── Record set
//! Shared graph builders for unit tests, integration tests and benchmarks.
//!
//! Gated behind `#[cfg(any(test, feature = "test-utils"))]`.

use crate::graph::{ArchitectureGraph, Connection, NodeKind, ServerNode, ServerResources};

// ===========================================================================
// Node constructors
// ===========================================================================

pub fn node(id: &str, kind: NodeKind) -> ServerNode {
    ServerNode::new(id, kind)
}

pub fn sized(id: &str, kind: NodeKind, cpu: f64, cores: u32, memory: f64, net: f64) -> ServerNode {
    ServerNode::new(id, kind).with_resources(ServerResources::new(cpu, cores, memory, net))
}

pub fn link(id: &str, source: &str, target: &str, bandwidth: f64) -> Connection {
    Connection::new(id, source, target).with_bandwidth(bandwidth)
}

// ===========================================================================
// Canonical architectures
// ===========================================================================

/// `user -> lb1 -> {app1, app2} -> db1`, default presets throughout.
///
/// Valid with entry point `lb1`. Node ceiling is lb1's 9600 ops/sec.
pub fn reference_architecture() -> ArchitectureGraph {
    ArchitectureGraph::new()
        .with_node(node("lb1", NodeKind::Lb))
        .with_node(node("app1", NodeKind::App))
        .with_node(node("app2", NodeKind::App))
        .with_node(node("db1", NodeKind::Db))
        .connect("user", "lb1")
        .connect("lb1", "app1")
        .connect("lb1", "app2")
        .connect("app1", "db1")
        .connect("app2", "db1")
}

/// A replicated three-tier layout with caches. Validates with no errors and
/// no warnings from entry point `lb1`.
pub fn production_architecture() -> ArchitectureGraph {
    ArchitectureGraph::new()
        .with_node(node("lb1", NodeKind::Lb))
        .with_node(node("app1", NodeKind::App))
        .with_node(node("app2", NodeKind::App))
        .with_node(node("cache1", NodeKind::Cache))
        .with_node(node("cache2", NodeKind::Cache))
        .with_node(node("db1", NodeKind::Db))
        .with_node(node("db2", NodeKind::Db))
        .connect("user", "lb1")
        .connect("lb1", "app1")
        .connect("lb1", "app2")
        .connect("app1", "cache1")
        .connect("app2", "cache2")
        .connect("app1", "db1")
        .connect("app2", "db2")
}

/// Fully connected layers: `user` feeds every `lb{i}`, every balancer feeds
/// every `app{i}`, every app writes to every `db{i}`.
pub fn layered(balancers: usize, apps: usize, databases: usize) -> ArchitectureGraph {
    let lbs: Vec<String> = (0..balancers).map(|i| format!("lb{i}")).collect();
    let app_ids: Vec<String> = (0..apps).map(|i| format!("app{i}")).collect();
    let dbs: Vec<String> = (0..databases).map(|i| format!("db{i}")).collect();

    let mut graph = ArchitectureGraph::new();
    for id in &lbs {
        graph = graph.with_node(node(id, NodeKind::Lb));
    }
    for id in &app_ids {
        graph = graph.with_node(node(id, NodeKind::App));
    }
    for id in &dbs {
        graph = graph.with_node(node(id, NodeKind::Db));
    }

    for lb in &lbs {
        graph = graph.connect("user", lb);
        for app in &app_ids {
            graph = graph.connect(lb, app);
        }
    }
    for app in &app_ids {
        for db in &dbs {
            graph = graph.connect(app, db);
        }
    }
    graph
}

/// `n0 -> n1 -> ... -> n{len-1}`, all application servers.
pub fn chain(len: usize) -> ArchitectureGraph {
    let ids: Vec<String> = (0..len).map(|i| format!("n{i}")).collect();
    let mut graph = ArchitectureGraph::new();
    for id in &ids {
        graph = graph.with_node(node(id, NodeKind::App));
    }
    for pair in ids.windows(2) {
        graph = graph.connect(&pair[0], &pair[1]);
    }
    graph
}

/// Add an `entry_0` marker node fed by `user` and feeding `first_hop`.
pub fn with_entry(graph: ArchitectureGraph, first_hop: &str) -> ArchitectureGraph {
    graph
        .with_node(node("entry_0", NodeKind::Entry))
        .connect("user", "entry_0")
        .connect("entry_0", first_hop)
}
// ---------------------------------------------------------------------------
// Per-node rules
// ---------------------------------------------------------------------------

fn check_node(index: &GraphIndex<'_>, node: &ServerNode, entry: Option<&str>, out: &mut Findings) {
    let id = node.id.as_str();
    if index.is_user(id) {
        return;
    }

    let name = node.display_name();
    let incoming = index.in_degree(id);
    let outgoing = index.out_degree(id);

    if incoming + outgoing == 0 {
        out.error(
            Rule::IsolatedNode,
            Some(id),
            format!("{name} \"{id}\" is isolated"),
        );
    }

    let require_incoming = |out: &mut Findings| {
        if incoming == 0 {
            out.error(
                Rule::MissingIncoming,
                Some(id),
                format!("{name} \"{id}\" must have incoming connections"),
            );
        }
    };
    let replication = |out: &mut Findings, tier: &str| {
        if index.count_by_type(node.kind) < 2 {
            out.warning(
                Rule::NoReplication,
                Some(id),
                format!("Consider adding {tier} replication for high availability"),
            );
        }
    };

    match node.kind {
        NodeKind::Lb | NodeKind::Gateway => {
            let fed = index
                .edges_to(id)
                .iter()
                .any(|c| index.is_user(&c.source) || Some(c.source.as_str()) == entry);
            if !fed {
                out.error(
                    Rule::IngressWithoutTraffic,
                    Some(id),
                    format!(
                        "{name} \"{id}\" must have an incoming connection from user or the entry point"
                    ),
                );
            }
            if outgoing == 0 {
                out.error(
                    Rule::MissingOutgoing,
                    Some(id),
                    format!("{name} \"{id}\" must have outgoing connections"),
                );
            }
            if index.successors_where(id, NodeKind::is_compute) < 2 {
                out.warning(
                    Rule::LowFanOut,
                    Some(id),
                    format!(
                        "{name} \"{id}\" should connect to multiple application servers for redundancy"
                    ),
                );
            }
        }
        NodeKind::App | NodeKind::Micro => {
            require_incoming(out);
            if index.successors_where(id, |k| k == NodeKind::Cache) == 0 {
                out.warning(
                    Rule::MissingCacheLink,
                    Some(id),
                    format!("{name} \"{id}\" should connect to a cache for better performance"),
                );
            }
            if index.successors_where(id, |k| k == NodeKind::Db) == 0 {
                out.error(
                    Rule::MissingDatabaseLink,
                    Some(id),
                    format!("{name} \"{id}\" must connect to a database"),
                );
            }
        }
        NodeKind::Db => {
            require_incoming(out);
            if outgoing > 0 {
                out.error(
                    Rule::TerminalHasOutgoing,
                    Some(id),
                    format!("{name} \"{id}\" should not have outgoing connections"),
                );
            }
            replication(out, "database");
        }
        NodeKind::Cache => {
            require_incoming(out);
            if outgoing > 0 {
                out.warning(
                    Rule::TerminalHasOutgoing,
                    Some(id),
                    format!("{name} \"{id}\" typically should not have outgoing connections"),
                );
            }
            replication(out, "cache");
        }
        NodeKind::Mq => {
            require_incoming(out);
            if outgoing == 0 {
                out.warning(
                    Rule::MissingOutgoing,
                    Some(id),
                    format!("{name} \"{id}\" typically should have outgoing connections"),
                );
            }
            replication(out, "message queue");
        }
        NodeKind::Cdn | NodeKind::Asg => {
            require_incoming(out);
            if outgoing == 0 {
                out.warning(
                    Rule::MissingOutgoing,
                    Some(id),
                    format!("{name} \"{id}\" typically should have outgoing connections"),
                );
            }
        }
        NodeKind::Dr | NodeKind::Entry | NodeKind::User => {}
    }
}
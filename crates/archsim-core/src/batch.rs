//! Evaluate many graphs at once on the rayon thread pool.
//!
//! Results come back in input order, identical to calling [`validate_with`]
//! or [`simulate_with`] on each graph sequentially.

use crate::graph::ArchitectureGraph;
use crate::simulation::{Simulation, SimulationConfig, simulate_with};
use crate::validation::{ValidationConfig, ValidationResult, validate_with};
use rayon::prelude::*;

/// A graph paired with the id of its entry point.
pub type Candidate<'a> = (&'a ArchitectureGraph, Option<&'a str>);

pub fn validate_batch(
    candidates: &[Candidate<'_>],
    config: &ValidationConfig,
) -> Vec<ValidationResult> {
    candidates
        .par_iter()
        .map(|&(graph, entry)| validate_with(graph, entry, config))
        .collect()
}

/// Simulate every graph under the same target throughput.
pub fn simulate_batch(
    graphs: &[ArchitectureGraph],
    target_throughput: f64,
    config: &SimulationConfig,
) -> Vec<Simulation> {
    graphs
        .par_iter()
        .map(|graph| simulate_with(graph, target_throughput, config))
        .collect()
}

/// Simulate one graph across a sweep of target throughputs.
pub fn sweep_targets(
    graph: &ArchitectureGraph,
    targets: &[f64],
    config: &SimulationConfig,
) -> Vec<Simulation> {
    targets
        .par_iter()
        .map(|&target| simulate_with(graph, target, config))
        .collect()
}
────
Assigned task
Once a line of the records is found to contain "ServerResources", copy it out.

Reply to the task
use crate::graph::{ArchitectureGraph, Connection, NodeKind, ServerNode, ServerResources};
    ServerNode::new(id, kind).with_resources(ServerResources::new(cpu, cores, memory, net))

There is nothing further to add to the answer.